WHAT IS BEING ASKED :: Would you reproduce exactly the lines below from the one holding "pub struct Cli" through the one holding "#[arg(long, value_enum)]", inclusive, and no others?

----

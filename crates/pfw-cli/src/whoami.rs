//! The local username sent along with downloads.

use std::process::{Command, Stdio};

/// Reports the name of the local user.
pub trait WhoAmI: Send + Sync {
    fn whoami(&self) -> String;
}

/// Asks `whoami`, then the environment.
#[derive(Debug, Default, Clone, Copy)]
pub struct SystemWhoAmI;

impl WhoAmI for SystemWhoAmI {
    fn whoami(&self) -> String {
        from_command()
            .or_else(from_env)
            .unwrap_or_else(|| "unknown".to_owned())
    }
}

fn from_command() -> Option<String> {
    let output = Command::new("whoami")
        .stdin(Stdio::null())
        .stderr(Stdio::null())
        .output()
        .ok()?;
    if !output.status.success() {
        return None;
    }
    non_empty(String::from_utf8_lossy(&output.stdout).as_ref())
}

fn from_env() -> Option<String> {
    ["USER", "USERNAME"]
        .iter()
        .find_map(|key| std::env::var(key).ok().and_then(|v| non_empty(&v)))
}

fn non_empty(value: &str) -> Option<String> {
    // `whoami` on Windows prints `DOMAIN\user`.
    let value = value.trim();
    let value = value.rsplit('\\').next().unwrap_or(value);
    (!value.is_empty()).then(|| value.to_owned())
}

/// Always answers with the same name.
#[derive(Debug, Clone)]
pub struct FixedWhoAmI(pub String);

impl FixedWhoAmI {
    pub fn new(name: impl Into<String>) -> Self {
        Self(name.into())
    }
}

impl WhoAmI for FixedWhoAmI {
    fn whoami(&self) -> String {
        self.0.clone()
    }
}
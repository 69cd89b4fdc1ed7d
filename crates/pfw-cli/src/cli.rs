//! CLI argument definitions for pfw.
//!
//! All `clap` structures live here so that `main.rs` stays focused on
//! bootstrapping and dispatch.

use clap::{Parser, Subcommand, ValueEnum};
use pfw_skills::Tool;

/// pfw -- install Point-Free skills for AI coding tools.
#[derive(Parser, Debug)]
#[command(
    name = "pfw",
    version,
    about = "Log in to Point-Free and install skills for AI coding tools"
)]
pub struct Cli {
    /// Print debug logs to stderr.
    #[arg(long, short, global = true)]
    pub verbose: bool,

    #[command(subcommand)]
    pub command: Commands,
}

#[derive(Subcommand, Debug, Clone, PartialEq, Eq)]
pub enum Commands {
    /// Log in through the browser and save the token.
    Login,

    /// Download the skills and install them for a tool.
    Install {
        /// Tool to install the skills for.
        #[arg(long, value_enum)]
        tool: ToolArg,
    },

    /// Log out and remove the stored token.
    Logout {
        /// Remove the whole data directory, including the machine identifier.
        #[arg(long)]
        clean: bool,
    },

    /// Show login state and install locations.
    Status,

    /// Print the version.
    Version,
}

#[derive(ValueEnum, Debug, Clone, Copy, PartialEq, Eq)]
pub enum ToolArg {
    Codex,
    Claude,
}

impl From<ToolArg> for Tool {
    fn from(arg: ToolArg) -> Self {
        match arg {
            ToolArg::Codex => Tool::Codex,
            ToolArg::Claude => Tool::Claude,
        }
    }
}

----

YOUR SOLUTION ::
pub struct Cli {
    /// Print debug logs to stderr.
    #[arg(long, short, global = true)]
    pub verbose: bool,

    #[command(subcommand)]
    pub command: Commands,
}

#[derive(Subcommand, Debug, Clone, PartialEq, Eq)]
pub enum Commands {
    /// Log in through the browser and save the token.
    Login,

    /// Download the skills and install them for a tool.
    Install {
        /// Tool to install the skills for.
        #[arg(long, value_enum)]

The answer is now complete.